Il était plus qu’urgent que le mandat soit adapté à la réalité du terrain
D’abord, parce que contrairement au vieil adage selon lequel « la peur du gendarme est le début de la sagesse », le bleu des casques des gendarmes onusiens n’effrayait personne au Nord-Mali. Bien au contraire, ils étaient devenus des cibles faciles pour pistoleros sans foi ni scrupules en quête de trophées sanglants pour alimenter leurs opérations de communication. En renforçant donc le mandat de la MINUSMA, le Conseil de sécurité de l’ONU traduit clairement qu’elle a pris non seulement la mesure des enjeux sécuritaires dans le Nord-Mali face à la multiplication des attaques qui menaçaient de transformer le pays en un cimetière à ciel ouvert pour Casques bleus, mais aussi de la pression des pays contributeurs en troupes dont les amères complaintes face aux cortèges des cercueils arrivant des abords du Djoliba étaient de plus en plus assourdissantes. Et à dire vrai, pour mener à bien sa mission, la MINUSMA avait besoin de ce renforcement de son mandat car pour protéger les populations, il faut être déjà soi-même en vie. Du reste, être soldat de la paix ne signifie pas aller à l’abattoir. Il était donc plus qu’urgent que le mandat soit adapté à la réalité du terrain dans un contexte marqué par la résurgence d’un Iyad Ag Ghali avec un discours des plus belliqueux à l’encontre des forces de la MINUSMA. L’évolution de la situation sécuritaire en Libye avec le risque de rabattre plus au Sud la cohorte résiduelle des illuminés de l’Etat Islamique (EI) commandait aussi cet aggiornamento. Au regard de ces menaces qui constituent de véritables torpilles pour la paix et la stabilité de toute la sous-région, le Conseil de sécurité devrait même bander davantage les muscles en lançant la traque ouverte des chefs djihadistes qui rendent impossible le sommeil des populations, car le spectre du viseur onusien est bien plus large que celui de l’Etat malien. C’est véritablement à ce prix que le tigre de papier qu’était la MINUSMA en deviendrait un de vrai et contraindra pour de bon les djihadistes qui ont transformé le Nord-Mali en sanctuaire terroriste, à une vie de troglodytes.

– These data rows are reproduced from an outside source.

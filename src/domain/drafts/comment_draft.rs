//! Inline comment form on an answer card.
//!
//! `Closed -> Open -> Closed`. Cancel discards the text; submit hands the
//! trimmed text back to the caller and closes the form. Submitting blank
//! text does nothing and leaves the form open.

use serde::{Deserialize, Serialize};

use super::DraftError;
use crate::domain::foundation::{AnswerId, StateMachine};

/// Whether a draft panel is showing.
#[derive(Debug, Clone, Copy, PartialEq, Eq, Default, Serialize, Deserialize)]
#[serde(rename_all = "lowercase")]
pub enum DraftStatus {
    #[default]
    Closed,
    Open,
}

impl StateMachine for DraftStatus {
    fn can_transition_to(&self, target: &Self) -> bool {
        use DraftStatus::*;
        matches!((self, target), (Closed, Open) | (Open, Closed))
    }

    fn valid_transitions(&self) -> Vec<Self> {
        match self {
            DraftStatus::Closed => vec![DraftStatus::Open],
            DraftStatus::Open => vec![DraftStatus::Closed],
        }
    }
}

/// A comment ready to be sent to the backend.
#[derive(Debug, Clone, PartialEq, Eq, Serialize, Deserialize)]
pub struct FinalizedComment {
    pub answer_id: AnswerId,
    pub text: String,
}

/// Transient comment-entry state for one answer.
#[derive(Debug, Clone, PartialEq, Eq, Serialize, Deserialize)]
pub struct CommentDraft {
    target: AnswerId,
    status: DraftStatus,
    text: String,
}

impl CommentDraft {
    /// A closed draft targeting `answer_id`.
    pub fn new(answer_id: AnswerId) -> Self {
        Self {
            target: answer_id,
            status: DraftStatus::Closed,
            text: String::new(),
        }
    }

    pub fn target(&self) -> &AnswerId {
        &self.target
    }

    pub fn status(&self) -> DraftStatus {
        self.status
    }

    pub fn is_open(&self) -> bool {
        self.status == DraftStatus::Open
    }

    pub fn text(&self) -> &str {
        &self.text
    }

    /// Whether the submit button is enabled.
    pub fn can_submit(&self) -> bool {
        self.is_open() && !self.text.trim().is_empty()
    }

    /// Shows the form with empty text.
    ///
    /// # Errors
    ///
    /// - `InvalidTransition` if already open
    pub fn open(&mut self) -> Result<(), DraftError> {
        self.status = self.status.transition_to(DraftStatus::Open)?;
        self.text.clear();
        Ok(())
    }

    /// Replaces the draft text.
    ///
    /// # Errors
    ///
    /// - `NotOpen` if the form is closed
    pub fn edit(&mut self, text: impl Into<String>) -> Result<(), DraftError> {
        if !self.is_open() {
            return Err(DraftError::NotOpen);
        }
        self.text = text.into();
        Ok(())
    }

    /// Hides the form and discards the text.
    ///
    /// # Errors
    ///
    /// - `InvalidTransition` if already closed
    pub fn cancel(&mut self) -> Result<(), DraftError> {
        self.status = self.status.transition_to(DraftStatus::Closed)?;
        self.text.clear();
        Ok(())
    }

    /// Finalizes the comment.
    ///
    /// Returns `None` (and stays open) when the text is blank.
    ///
    /// # Errors
    ///
    /// - `NotOpen` if the form is closed
    pub fn submit(&mut self) -> Result<Option<FinalizedComment>, DraftError> {
        if !self.is_open() {
            return Err(DraftError::NotOpen);
        }

        let text = self.text.trim();
        if text.is_empty() {
            return Ok(None);
        }

        let comment = FinalizedComment {
            answer_id: self.target,
            text: text.to_string(),
        };
        self.status = self.status.transition_to(DraftStatus::Closed)?;
        self.text.clear();
        Ok(Some(comment))
    }
}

Ensuite, parce que l’ONU elle-même est une vielle dame dont il faut renouveler les camisoles, les missions traditionnelles de garantir le cessez-le-feu en servant de forces d’interposition ne valant plus grand-chose dans les guerres asymétriques, sans visage qu’imposent les terroristes aux différents Etats. Il est impératif que les mécanismes onusiens fassent aussi leur mue pour intégrer cette nouvelle donne. Ils doivent être suffisamment flexibles pour s'adapter à des situations en constante évolution et ce, dans un contexte où l’ONU elle-même, est ouvertement dans le collimateur de nombreux groupes terroristes. Faut-il le rappeler, plus de 3 326 membres des opérations de paix de quelque 120 pays ont perdu la vie sous les drapeaux de l'ONU.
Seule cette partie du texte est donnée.